//! Commerce → RMS order ingestion.
//!
//! One order at a time: `Received → Validated → Resolved → Persisted`,
//! short-circuiting to `Rejected(reason)` or `Duplicate`. The insert is a
//! single RMS transaction; a failing line rolls the whole order back.
//!
//! Policy decisions (configurable via the order settings):
//! - a line whose SKU is unknown to RMS rejects the entire order — partial
//!   orders would desynchronize inventory
//! - lines with an empty SKU (shipping, tips) are not RMS items and are
//!   dropped from the line set, the order total is unaffected
//! - customer resolution follows the guest-order matrix: lookup by email,
//!   create, configured default id, or NULL

use std::num::NonZeroUsize;
use std::sync::Arc;

use lru::LruCache;
use rsb_commerce::CommerceClient as _;
use rsb_rms::RmsRepository as _;
use rsb_schemas::{
    CommerceAddress, CommerceOrder, CustomerDraft, IngestOutcome, OrderHeader, OrderLine,
    RejectReason, SyncResult, ORDER_CHANNEL_ONLINE, ORDER_TYPE_SALE,
};
use tokio::sync::Mutex;
use tracing::{info, warn};

use crate::context::SyncContext;
use crate::metrics;

const SKU_CACHE_SIZE: usize = 1024;
const LINE_DESCRIPTION_MAX: usize = 255;

pub struct OrderIngestPipeline {
    ctx: Arc<SyncContext>,
    /// SKU → RMS item id, warm across order bursts.
    sku_cache: Mutex<LruCache<String, i64>>,
}

impl OrderIngestPipeline {
    pub fn new(ctx: Arc<SyncContext>) -> Self {
        Self {
            ctx,
            sku_cache: Mutex::new(LruCache::new(
                NonZeroUsize::new(SKU_CACHE_SIZE).expect("non-zero cache size"),
            )),
        }
    }

    /// Ingest one commerce order by id or name. Infrastructure failures
    /// surface as errors; business rejections are an [`IngestOutcome`].
    pub async fn ingest(&self, order_ref: &str) -> SyncResult<IngestOutcome> {
        let outcome = self.ingest_inner(order_ref).await?;
        metrics::record_order(&outcome);
        match &outcome {
            IngestOutcome::Persisted { order_id } => {
                info!(order_ref, order_id, "order persisted");
            }
            IngestOutcome::Duplicate => {
                info!(order_ref, "order already ingested, skipping");
            }
            IngestOutcome::Rejected { reason } => {
                warn!(order_ref, reason = reason.code(), "order rejected");
            }
        }
        Ok(outcome)
    }

    async fn ingest_inner(&self, order_ref: &str) -> SyncResult<IngestOutcome> {
        let ctx = &self.ctx;

        // Fetch the full order first; its name is the idempotency key.
        let order = ctx.commerce.fetch_order_by_id(order_ref).await?;

        if ctx.rms.has_order_by_reference(&order.name).await? {
            return Ok(IngestOutcome::Duplicate);
        }

        // Validate.
        if let Some(reason) = validate(&order) {
            return Ok(IngestOutcome::Rejected { reason });
        }

        // Resolve customer per the guest-order policy.
        let customer_id = match self.resolve_customer(&order).await? {
            Ok(id) => id,
            Err(reason) => return Ok(IngestOutcome::Rejected { reason }),
        };

        // Resolve every line SKU; any unknown SKU rejects the whole order.
        let mut lines = Vec::new();
        let mut unknown = Vec::new();
        for item in &order.line_items {
            let sku = item.sku.trim();
            if sku.is_empty() {
                continue;
            }
            match self.lookup_sku(sku).await? {
                Some(item_id) => lines.push(OrderLine {
                    item_id,
                    description: truncate(&item.title, LINE_DESCRIPTION_MAX),
                    price: item.discounted_unit_price.amount,
                    full_price: item.original_unit_price.amount,
                    quantity: item.quantity,
                }),
                None => unknown.push(sku.to_string()),
            }
        }
        if !unknown.is_empty() {
            return Ok(IngestOutcome::Rejected {
                reason: RejectReason::UnknownSku { skus: unknown },
            });
        }

        let header = build_header(&order, customer_id, ctx.settings.orders.store_id);

        let order_id = ctx.rms.insert_order_tx(&header, &lines).await?;
        Ok(IngestOutcome::Persisted { order_id })
    }

    async fn lookup_sku(&self, sku: &str) -> SyncResult<Option<i64>> {
        if let Some(id) = self.sku_cache.lock().await.get(sku).copied() {
            return Ok(Some(id));
        }
        let found = self.ctx.rms.lookup_item_id_by_sku(sku).await?;
        if let Some(id) = found {
            self.sku_cache.lock().await.put(sku.to_string(), id);
        }
        Ok(found)
    }

    /// Customer id for the order header, or the rejection that stops it.
    async fn resolve_customer(
        &self,
        order: &CommerceOrder,
    ) -> SyncResult<Result<Option<i64>, RejectReason>> {
        let policy = &self.ctx.settings.orders;

        let email = order
            .email
            .as_deref()
            .map(str::trim)
            .filter(|e| !e.is_empty());

        let Some(email) = email else {
            if policy.require_customer_email {
                return Ok(Err(RejectReason::MissingEmail));
            }
            if let Some(default_id) = policy.default_customer_id_for_guest_orders {
                return Ok(Ok(Some(default_id)));
            }
            if policy.allow_orders_without_customer {
                return Ok(Ok(None));
            }
            return Ok(Err(RejectReason::MissingEmail));
        };

        if let Some(id) = self.ctx.rms.find_customer_by_email(email).await? {
            return Ok(Ok(Some(id)));
        }

        let (first_name, last_name) = customer_names(order, &policy.guest_customer_name);
        let id = self
            .ctx
            .rms
            .create_customer(&CustomerDraft {
                first_name,
                last_name,
                email: Some(email.to_string()),
                phone: order
                    .shipping_address
                    .as_ref()
                    .map(|a| a.phone.clone())
                    .filter(|p| !p.is_empty()),
            })
            .await?;
        Ok(Ok(Some(id)))
    }
}

fn validate(order: &CommerceOrder) -> Option<RejectReason> {
    if !order.is_paid_enough() {
        return Some(RejectReason::NotPaid {
            status: order.financial_status.clone(),
        });
    }
    let has_sku_line = order.line_items.iter().any(|l| !l.sku.trim().is_empty());
    if !has_sku_line || order.total_price.amount <= rust_decimal::Decimal::ZERO {
        return Some(RejectReason::EmptyOrder);
    }
    None
}

fn build_header(order: &CommerceOrder, customer_id: Option<i64>, store_id: i32) -> OrderHeader {
    OrderHeader {
        store_id,
        order_type: ORDER_TYPE_SALE,
        time: order.created_at,
        customer_id,
        total: order.total_price.amount,
        tax: order.total_tax.amount,
        comment: format!(
            "Shopify Order {} - {}",
            display_name(&order.name),
            order.financial_status
        ),
        shipping_notes: order
            .shipping_address
            .as_ref()
            .map(format_address)
            .unwrap_or_default(),
        channel_type: ORDER_CHANNEL_ONLINE,
        reference_number: order.name.clone(),
    }
}

/// Order names usually arrive with their `#` prefix; add one if missing so
/// comments read uniformly.
fn display_name(name: &str) -> String {
    if name.starts_with('#') {
        name.to_string()
    } else {
        format!("#{name}")
    }
}

/// Multi-line shipping note: name / street / city-province-zip / country /
/// phone, skipping empty parts.
fn format_address(addr: &CommerceAddress) -> String {
    let mut lines: Vec<String> = Vec::new();
    if !addr.name.is_empty() {
        lines.push(addr.name.clone());
    }
    let street = [addr.address1.as_str(), addr.address2.as_str()]
        .iter()
        .filter(|s| !s.is_empty())
        .copied()
        .collect::<Vec<_>>()
        .join(", ");
    if !street.is_empty() {
        lines.push(street);
    }
    let locality = [addr.city.as_str(), addr.province.as_str(), addr.zip.as_str()]
        .iter()
        .filter(|s| !s.is_empty())
        .copied()
        .collect::<Vec<_>>()
        .join(", ");
    if !locality.is_empty() {
        lines.push(locality);
    }
    if !addr.country.is_empty() {
        lines.push(addr.country.clone());
    }
    if !addr.phone.is_empty() {
        lines.push(format!("Tel: {}", addr.phone));
    }
    lines.join("\n")
}

fn customer_names(order: &CommerceOrder, guest_name: &str) -> (String, String) {
    let first = order.customer_first_name.trim();
    let last = order.customer_last_name.trim();
    if !first.is_empty() || !last.is_empty() {
        return (first.to_string(), last.to_string());
    }
    // Guest checkout: split the configured guest name.
    match guest_name.split_once(' ') {
        Some((f, l)) => (f.to_string(), l.to_string()),
        None => (guest_name.to_string(), String::new()),
    }
}

fn truncate(s: &str, max: usize) -> String {
    if s.chars().count() <= max {
        s.to_string()
    } else {
        s.chars().take(max).collect()
    }
}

++++++

Requirement
The number of lines above containing the word "found" is all that should be returned.

Completed exercise
3